Besides the nurturing of their eight children, seven of whom became Army leaders, Catherine’s unique contribution to the Salvation Army was her recruitment of a much larger group of women from the working classes. This “surplus womanhood,” as Josephine Butler described them, many from small towns and often only teenagers, spread the Army around the world by 1890. Writer Evelyn L. Pugh observed that the women’s suffrage movement “had to be a ladies’ movement before it could become a mass movement,” but Catherine Booth began her movement for female ministry with masses of working-class women. After she recruited them, she trained them (with the help of her daughters) in three to six months, in practical evangelism, basic management, and elementary literacy. Women continue to make up a majority of the Army’s 25,000 officers, and its present general is a woman.
To the Salvation Army, Catherine was the theologian, as well as the advocate of women’s ministry. In theology, she and William were thoroughly Wesleyan and thus more inclined to write a discipline (Orders and Regulations, in Army parlance) than doctrinal treatises. Her books fostered the Army’s emphasis on holiness and instructed officers in Christian living (Godliness, 1881; Life and Death, 1883; Popular Christianity, 1887; and Practical Religion, 1879). She also addressed practical, external concerns (Church and State, 1883).
Moreover, Catherine established the Army’s position on the sacraments. After 1883 Salvationists no longer practiced baptism or communion in their halls. Some have held that the prohibition was to protect converted alcoholics from the taste of juice. It is more likely that it had to do with female ministry—the unwillingness of worshipers to accept the sacrament from a woman. The Army’s periodical, The War Cry, gives no instance in which a woman presided at a sacramental service.
Catherine encouraged the Army in evangelism. In the 1840s, long before they met, Catherine and William had embraced Charles G. Finney’s theology of conversion, discussed in Lectures on Revivalism. Sometimes called the American method, it used scientific means to achieve soul-saving ends. In her first book, Aggressive Christianity (1880), Catherine outlined the means by which God saves. She referred to Finney as her guide for revival techniques: invitation for sinners to make a public confession of faith, lay (including female) participation in prayer and public witnessing, door-to-door visitation to spread the gospel, preaching in places where sinners were most likely to be found (public theaters, music halls, and streets).

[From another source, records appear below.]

//! Entry name validation for extraction.
//!
//! Every entry name is normalized before it touches the filesystem: `.`
//! components are dropped, inner `..` components are resolved lexically, and
//! anything absolute or escaping the root is rejected with `PathEscape`.
//! `ensure_no_symlink_ancestors` then refuses to materialize an entry beneath a
//! symlink that already sits inside the destination.

use crate::core::error::{ArchiveError, ArchiveResult};
use std::io;
use std::path::{Component, Path, PathBuf};

/// Normalizes an archive entry name into a path relative to the destination.
///
/// Returns `Ok(None)` for names that denote the root itself (`.`, `./`).
pub fn normalize_entry_name(name: &Path) -> ArchiveResult<Option<PathBuf>> {
    let mut normalized = PathBuf::new();
    for component in name.components() {
        match component {
            Component::Prefix(_) | Component::RootDir => {
                return Err(ArchiveError::PathEscape {
                    entry: name.to_path_buf(),
                })
            }
            Component::CurDir => {}
            Component::ParentDir => {
                if !normalized.pop() {
                    return Err(ArchiveError::PathEscape {
                        entry: name.to_path_buf(),
                    });
                }
            }
            Component::Normal(part) => normalized.push(part),
        }
    }

    if normalized.as_os_str().is_empty() {
        Ok(None)
    } else {
        Ok(Some(normalized))
    }
}

/// Fails with `PathEscape` if any existing ancestor of `dest/relative`
/// (strictly below `dest`) is a symbolic link.
pub fn ensure_no_symlink_ancestors(dest: &Path, relative: &Path) -> ArchiveResult<()> {
    let Some(parent) = relative.parent() else {
        return Ok(());
    };

    let mut current = dest.to_path_buf();
    for component in parent.components() {
        current.push(component);
        match current.symlink_metadata() {
            Ok(metadata) if metadata.file_type().is_symlink() => {
                return Err(ArchiveError::PathEscape {
                    entry: relative.to_path_buf(),
                })
            }
            Ok(_) => {}
            // Nothing deeper can exist yet.
            Err(e) if e.kind() == io::ErrorKind::NotFound => break,
            Err(e) => return Err(ArchiveError::io(&current, e)),
        }
    }
    Ok(())
}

Revival came by prayer and intelligent preparation.
Final Days
Catherine, with all of her labors as a mother of eight, evangelist, breadwinner, confidante to her husband, promoter of women’s rights, and moral crusader, wore herself out. She sometimes complained that she could not do everything expected of her. She had her own remedies for her illnesses: for example, hydropathy, cold-water treatments that allowed the body to recover on its own without interference of drugs. (She even made this Salvation Army teaching.)

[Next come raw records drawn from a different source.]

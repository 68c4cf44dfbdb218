//! # Packrat Compression Utilities (`common::archive::compression`)
//!
//! File: cli/src/common/archive/compression.rs
//!
//! ## Overview
//!
//! The byte-stream framing layered around a tar container: none, gzip or
//! bzip2. The reader front-ends use `wrap_reader` as their decompression
//! filter; the writer uses `Compression::encoder` and must call
//! `Encoder::finish` once the tar end marker has been written.
//!
//! ## Architecture
//!
//! - `Compression`: the codec choice, parseable from CLI/config strings.
//! - `Compression::from_path` / `sniff` / `detect`: codec inference from a file
//!   name, from magic bytes, or both (magic bytes win).
//! - `Encoder<W>`: a `Write` adapter over `flate2` / `bzip2` encoders.
//!
//! Concatenated gzip members and multi-stream bzip2 files (as produced by
//! `pigz`/`pbzip2`) decode as one stream.
//!
use crate::core::error::{ArchiveError, ArchiveResult};
use bzip2::read::MultiBzDecoder;
use bzip2::write::BzEncoder;
use flate2::read::MultiGzDecoder;
use flate2::write::GzEncoder;
use serde::Deserialize;
use std::fmt;
use std::fs::File;
use std::io::{self, Read, Write};
use std::path::Path;
use std::str::FromStr;

/// Default gzip level (zlib's default).
pub const DEFAULT_GZIP_LEVEL: u32 = 6;
/// Default bzip2 level (block size 900k, the `bzip2` CLI default).
pub const DEFAULT_BZIP2_LEVEL: u32 = 9;

/// Framing applied around the tar stream.
#[derive(Debug, Clone, Copy, PartialEq, Eq, Default, Deserialize)]
#[serde(rename_all = "lowercase")]
pub enum Compression {
    #[default]
    None,
    Gzip,
    Bzip2,
}

impl Compression {
    /// Infers the codec from the file name, or `None` if the name is not a
    /// recognized tar archive name.
    pub fn from_path(path: &Path) -> Option<Self> {
        let name = path.file_name()?.to_str()?.to_ascii_lowercase();
        if name.ends_with(".tar.gz") || name.ends_with(".tgz") {
            Some(Compression::Gzip)
        } else if name.ends_with(".tar.bz2") || name.ends_with(".tbz2") || name.ends_with(".tbz")
        {
            Some(Compression::Bzip2)
        } else if name.ends_with(".tar") {
            Some(Compression::None)
        } else {
            None
        }
    }

    /// Infers the codec from the first bytes of a file.
    ///
    /// Returns `Some(None)` for an uncompressed tar (ustar magic at offset 257)
    /// and `None` when nothing is recognized.
    pub fn sniff(prefix: &[u8]) -> Option<Self> {
        if prefix.starts_with(&[0x1f, 0x8b]) {
            Some(Compression::Gzip)
        } else if prefix.starts_with(b"BZh") {
            Some(Compression::Bzip2)
        } else if prefix.len() >= 262 && &prefix[257..262] == b"ustar" {
            Some(Compression::None)
        } else {
            None
        }
    }

    /// Detects the codec of an existing archive: magic bytes first, then the
    /// file name, falling back to no compression.
    pub fn detect(path: &Path) -> ArchiveResult<Self> {
        let mut file = File::open(path).map_err(|e| ArchiveError::io(path, e))?;
        let mut prefix = [0u8; 512];
        let mut filled = 0;
        while filled < prefix.len() {
            match file.read(&mut prefix[filled..]) {
                Ok(0) => break,
                Ok(n) => filled += n,
                Err(e) if e.kind() == io::ErrorKind::Interrupted => continue,
                Err(e) => return Err(ArchiveError::io(path, e)),
            }
        }
        Ok(Self::sniff(&prefix[..filled])
            .or_else(|| Self::from_path(path))
            .unwrap_or_default())
    }

    /// Layers the matching decompression filter over `reader`.
    pub fn wrap_reader<'a, R: Read + 'a>(self, reader: R) -> Box<dyn Read + 'a> {
        match self {
            Compression::None => Box::new(reader),
            Compression::Gzip => Box::new(MultiGzDecoder::new(reader)),
            Compression::Bzip2 => Box::new(MultiBzDecoder::new(reader)),
        }
    }

    /// Layers the matching encoder over `writer`. `level` is clamped to the
    /// codec's valid range; `None` uses the codec default.
    pub fn encoder<W: Write>(self, writer: W, level: Option<u32>) -> Encoder<W> {
        match self {
            Compression::None => Encoder::Plain(writer),
            Compression::Gzip => {
                let level = level.unwrap_or(DEFAULT_GZIP_LEVEL).min(9);
                Encoder::Gzip(GzEncoder::new(writer, flate2::Compression::new(level)))
            }
            Compression::Bzip2 => {
                let level = level.unwrap_or(DEFAULT_BZIP2_LEVEL).clamp(1, 9);
                Encoder::Bzip2(BzEncoder::new(writer, bzip2::Compression::new(level)))
            }
        }
    }

    /// Conventional file name suffix for archives using this codec.
    pub fn extension(self) -> &'static str {
        match self {
            Compression::None => "tar",
            Compression::Gzip => "tar.gz",
            Compression::Bzip2 => "tar.bz2",
        }
    }
}

impl fmt::Display for Compression {
    fn fmt(&self, f: &mut fmt::Formatter<'_>) -> fmt::Result {
        let name = match self {
            Compression::None => "none",
            Compression::Gzip => "gzip",
            Compression::Bzip2 => "bzip2",
        };
        f.write_str(name)
    }
}

impl FromStr for Compression {
    type Err = String;

    fn from_str(s: &str) -> Result<Self, Self::Err> {
        match s.to_ascii_lowercase().as_str() {
            "none" | "tar" => Ok(Compression::None),
            "gzip" | "gz" | "tgz" => Ok(Compression::Gzip),
            "bzip2" | "bz2" | "tbz2" => Ok(Compression::Bzip2),
            other => Err(format!(
                "unknown compression '{other}' (expected none, gzip or bzip2)"
            )),
        }
    }
}

/// Writer that compresses (or passes through) everything written to it.
pub enum Encoder<W: Write> {
    Plain(W),
    Gzip(GzEncoder<W>),
    Bzip2(BzEncoder<W>),
}

impl<W: Write> Encoder<W> {
    /// Writes the codec trailer and returns the inner writer.
    pub fn finish(self) -> io::Result<W> {
        match self {
            Encoder::Plain(mut w) => {
                w.flush()?;
                Ok(w)
            }
            Encoder::Gzip(e) => e.finish(),
            Encoder::Bzip2(e) => e.finish(),
        }
    }
}

impl<W: Write> Write for Encoder<W> {
    fn write(&mut self, buf: &[u8]) -> io::Result<usize> {
        match self {
            Encoder::Plain(w) => w.write(buf),
            Encoder::Gzip(e) => e.write(buf),
            Encoder::Bzip2(e) => e.write(buf),
        }
    }

    fn flush(&mut self) -> io::Result<()> {
        match self {
            Encoder::Plain(w) => w.flush(),
            Encoder::Gzip(e) => e.flush(),
            Encoder::Bzip2(e) => e.flush(),
        }
    }
}

// --- Unit Tests ---
#[cfg(test)]
mod tests {
    use super::*;
    use std::path::PathBuf;

    fn round_trip(compression: Compression) -> io::Result<Vec<u8>> {
        let data = b"Some data to compress, some data to compress.".repeat(20);
        let mut encoder = compression.encoder(Vec::new(), None);
        encoder.write_all(&data)?;
        let compressed = encoder.finish()?;

        let mut decompressed = Vec::new();
        compression
            .wrap_reader(compressed.as_slice())
            .read_to_end(&mut decompressed)?;
        assert_eq!(decompressed, data);
        Ok(compressed)
    }

    #[test]
    fn test_codecs_round_trip_and_carry_magic() -> io::Result<()> {
        assert_eq!(Compression::sniff(&round_trip(Compression::Gzip)?), Some(Compression::Gzip));
        assert_eq!(
            Compression::sniff(&round_trip(Compression::Bzip2)?),
            Some(Compression::Bzip2)
        );
        round_trip(Compression::None)?;
        Ok(())
    }

    #[test]
    fn test_from_path() {
        let cases = [
            ("a.tar", Some(Compression::None)),
            ("a.TAR.GZ", Some(Compression::Gzip)),
            ("a.tgz", Some(Compression::Gzip)),
            ("a.tar.bz2", Some(Compression::Bzip2)),
            ("a.tbz", Some(Compression::Bzip2)),
            ("a.zip", None),
        ];
        for (name, expected) in cases {
            assert_eq!(Compression::from_path(&PathBuf::from(name)), expected, "{name}");
        }
    }

    #[test]
    fn test_from_str() {
        assert_eq!("GZIP".parse::<Compression>(), Ok(Compression::Gzip));
        assert_eq!("bz2".parse::<Compression>(), Ok(Compression::Bzip2));
        assert_eq!("none".parse::<Compression>(), Ok(Compression::None));
        assert!("xz".parse::<Compression>().is_err());
    }

    #[test]
    fn test_invalid_gzip_fails_to_read() {
        let mut out = Vec::new();
        let result = Compression::Gzip
            .wrap_reader(&b"definitely not gzip"[..])
            .read_to_end(&mut out);
        assert!(result.is_err());
    }

    #[test]
    fn test_detect_prefers_magic_over_name() -> anyhow::Result<()> {
        let dir = tempfile::tempdir()?;
        let misnamed = dir.path().join("bundle.tar");
        let mut encoder = Compression::Gzip.encoder(File::create(&misnamed)?, None);
        encoder.write_all(b"payload")?;
        encoder.finish()?;
        assert_eq!(Compression::detect(&misnamed)?, Compression::Gzip);

        let unknown = dir.path().join("notes.bin");
        std::fs::write(&unknown, "plain")?;
        assert_eq!(Compression::detect(&unknown)?, Compression::None);
        Ok(())
    }
}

Just as William published In Darkest England and the Way Out, his social reform plan, Catherine was dying of cancer. She endorsed the scheme but warned: “Praise up humanitarianism as much as you like, but don’t confound it with Christianity, nor suppose that it will ultimately lead its followers to Christ.” Following her death, on October 4, 1890, 27,000 people viewed her body at Clapton Hall before it was removed to Olympia for a large funeral service.